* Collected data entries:
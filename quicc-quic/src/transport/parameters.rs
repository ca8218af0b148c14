//! Transport parameter encoding and decoding (RFC 9000 Section 18).
//!
//! The client encodes its parameters into the TLS ClientHello extension and
//! decodes the server's from EncryptedExtensions. The subset the client
//! caches for resumption is split out as [`ServerTransportParameters`].

use bytes::Buf;

use crate::error::{Error, Result, TransportErrorKind};
use crate::types::{ConnectionId, VarInt};

/// Parameter ids at or above this value are reserved for private use by the
/// embedding application and pass through encoding untouched.
pub const CUSTOM_TRANSPORT_PARAM_THRESHOLD: u64 = 0x4000;

#[derive(Debug, Clone, PartialEq, Eq)]
pub struct TransportParameters {
    pub original_destination_connection_id: Option<ConnectionId>,
    pub max_idle_timeout: u64, // milliseconds
    pub max_udp_payload_size: u64,
    pub initial_max_data: u64,
    pub initial_max_stream_data_bidi_local: u64,
    pub initial_max_stream_data_bidi_remote: u64,
    pub initial_max_stream_data_uni: u64,
    pub initial_max_streams_bidi: u64,
    pub initial_max_streams_uni: u64,
    pub ack_delay_exponent: u64,
    pub max_ack_delay: u64, // milliseconds
    pub disable_active_migration: bool,
    pub active_connection_id_limit: u64,
    pub initial_source_connection_id: Option<ConnectionId>,
    pub retry_source_connection_id: Option<ConnectionId>,
    /// Private-use parameters, each with id >= [`CUSTOM_TRANSPORT_PARAM_THRESHOLD`].
    pub custom: Vec<(u64, Vec<u8>)>,
}

impl Default for TransportParameters {
    fn default() -> Self {
        Self {
            original_destination_connection_id: None,
            max_idle_timeout: 0,
            max_udp_payload_size: 65527,
            initial_max_data: 0,
            initial_max_stream_data_bidi_local: 0,
            initial_max_stream_data_bidi_remote: 0,
            initial_max_stream_data_uni: 0,
            initial_max_streams_bidi: 0,
            initial_max_streams_uni: 0,
            ack_delay_exponent: 3,
            max_ack_delay: 25,
            disable_active_migration: false,
            active_connection_id_limit: 2,
            initial_source_connection_id: None,
            retry_source_connection_id: None,
            custom: Vec::new(),
        }
    }
}

fn write_param(out: &mut Vec<u8>, id: u64, val: &[u8]) {
    VarInt::encode(id, out);
    VarInt::encode(val.len() as u64, out);
    out.extend_from_slice(val);
}

fn write_varint_param(out: &mut Vec<u8>, id: u64, val: u64) {
    // Parameters at their protocol default are omitted.
    match id {
        0x01 if val == 0 => return,
        0x03 if val == 65527 => return,
        0x04..=0x09 if val == 0 => return,
        0x0a if val == 3 => return,
        0x0b if val == 25 => return,
        0x0e if val == 2 => return,
        _ => {}
    }
    let mut tmp = Vec::with_capacity(8);
    VarInt::encode(val, &mut tmp);
    write_param(out, id, &tmp);
}

impl TransportParameters {
    /// Serialize into the TLS extension body.
    pub fn encode(&self) -> Vec<u8> {
        let mut out = Vec::new();

        if let Some(cid) = &self.original_destination_connection_id {
            write_param(&mut out, 0x00, cid.as_bytes());
        }
        write_varint_param(&mut out, 0x01, self.max_idle_timeout);
        write_varint_param(&mut out, 0x03, self.max_udp_payload_size);
        write_varint_param(&mut out, 0x04, self.initial_max_data);
        write_varint_param(&mut out, 0x05, self.initial_max_stream_data_bidi_local);
        write_varint_param(&mut out, 0x06, self.initial_max_stream_data_bidi_remote);
        write_varint_param(&mut out, 0x07, self.initial_max_stream_data_uni);
        write_varint_param(&mut out, 0x08, self.initial_max_streams_bidi);
        write_varint_param(&mut out, 0x09, self.initial_max_streams_uni);
        write_varint_param(&mut out, 0x0a, self.ack_delay_exponent);
        write_varint_param(&mut out, 0x0b, self.max_ack_delay);
        if self.disable_active_migration {
            write_param(&mut out, 0x0c, &[]);
        }
        write_varint_param(&mut out, 0x0e, self.active_connection_id_limit);
        if let Some(cid) = &self.initial_source_connection_id {
            write_param(&mut out, 0x0f, cid.as_bytes());
        }
        if let Some(cid) = &self.retry_source_connection_id {
            write_param(&mut out, 0x10, cid.as_bytes());
        }
        for (id, val) in &self.custom {
            debug_assert!(*id >= CUSTOM_TRANSPORT_PARAM_THRESHOLD);
            write_param(&mut out, *id, val);
        }
        out
    }

    /// Parse the TLS extension body. Unknown parameter ids are skipped.
    pub fn decode(mut buf: &[u8]) -> Result<Self> {
        fn read_varint(buf: &mut &[u8]) -> Result<u64> {
            let (val, used) = VarInt::decode(buf).ok_or(Error::transport(
                TransportErrorKind::Protocol,
                "truncated transport parameter varint",
            ))?;
            buf.advance(used);
            Ok(val)
        }

        fn value_varint(val: &[u8]) -> Result<u64> {
            match VarInt::decode(val) {
                Some((v, used)) if used == val.len() => Ok(v),
                _ => Err(Error::transport(
                    TransportErrorKind::Protocol,
                    "malformed transport parameter value",
                )),
            }
        }

        fn value_cid(val: &[u8]) -> Result<ConnectionId> {
            ConnectionId::from_slice(val).map_err(|_| {
                Error::transport(TransportErrorKind::Protocol, "transport parameter cid too long")
            })
        }

        let mut params = Self::default();
        while !buf.is_empty() {
            let id = read_varint(&mut buf)?;
            let len = read_varint(&mut buf)? as usize;
            if buf.len() < len {
                return Err(Error::transport(
                    TransportErrorKind::Protocol,
                    "transport parameter value truncated",
                ));
            }
            let val = &buf[..len];
            buf.advance(len);

            match id {
                0x00 => params.original_destination_connection_id = Some(value_cid(val)?),
                0x01 => params.max_idle_timeout = value_varint(val)?,
                0x03 => params.max_udp_payload_size = value_varint(val)?,
                0x04 => params.initial_max_data = value_varint(val)?,
                0x05 => params.initial_max_stream_data_bidi_local = value_varint(val)?,
                0x06 => params.initial_max_stream_data_bidi_remote = value_varint(val)?,
                0x07 => params.initial_max_stream_data_uni = value_varint(val)?,
                0x08 => params.initial_max_streams_bidi = value_varint(val)?,
                0x09 => params.initial_max_streams_uni = value_varint(val)?,
                0x0a => params.ack_delay_exponent = value_varint(val)?,
                0x0b => params.max_ack_delay = value_varint(val)?,
                0x0c => params.disable_active_migration = true,
                0x0e => params.active_connection_id_limit = value_varint(val)?,
                0x0f => params.initial_source_connection_id = Some(value_cid(val)?),
                0x10 => params.retry_source_connection_id = Some(value_cid(val)?),
                id if id >= CUSTOM_TRANSPORT_PARAM_THRESHOLD => {
                    params.custom.push((id, val.to_vec()));
                }
                _ => {}
            }
        }
        Ok(params)
    }
}

/// The server-advertised limits the client caches alongside a PSK so a
/// resumed connection can open 0-RTT streams under last session's budget.
///
/// Written exactly once, when the handshake surfaces the server parameters.
#[derive(Debug, Clone, Copy, Default, PartialEq, Eq)]
pub struct ServerTransportParameters {
    pub initial_max_data: u64,
    pub initial_max_stream_data_bidi_local: u64,
    pub initial_max_stream_data_bidi_remote: u64,
    pub initial_max_stream_data_uni: u64,
    pub initial_max_streams_bidi: u64,
    pub initial_max_streams_uni: u64,
}

impl From<&TransportParameters> for ServerTransportParameters {
    fn from(p: &TransportParameters) -> Self {
        Self {
            initial_max_data: p.initial_max_data,
            initial_max_stream_data_bidi_local: p.initial_max_stream_data_bidi_local,
            initial_max_stream_data_bidi_remote: p.initial_max_stream_data_bidi_remote,
            initial_max_stream_data_uni: p.initial_max_stream_data_uni,
            initial_max_streams_bidi: p.initial_max_streams_bidi,
            initial_max_streams_uni: p.initial_max_streams_uni,
        }
    }
}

* Requirement: Using the data above, reproduce exactly the lines from the line that contains "0x08 => params.initial_max_streams_bidi" through the line that contains "alongside a PSK so a", including both.

* Answer space:
                0x08 => params.initial_max_streams_bidi = value_varint(val)?,
                0x09 => params.initial_max_streams_uni = value_varint(val)?,
                0x0a => params.ack_delay_exponent = value_varint(val)?,
                0x0b => params.max_ack_delay = value_varint(val)?,
                0x0c => params.disable_active_migration = true,
                0x0e => params.active_connection_id_limit = value_varint(val)?,
                0x0f => params.initial_source_connection_id = Some(value_cid(val)?),
                0x10 => params.retry_source_connection_id = Some(value_cid(val)?),
                id if id >= CUSTOM_TRANSPORT_PARAM_THRESHOLD => {
                    params.custom.push((id, val.to_vec()));
                }
                _ => {}
            }
        }
        Ok(params)
    }
}

/// The server-advertised limits the client caches alongside a PSK so a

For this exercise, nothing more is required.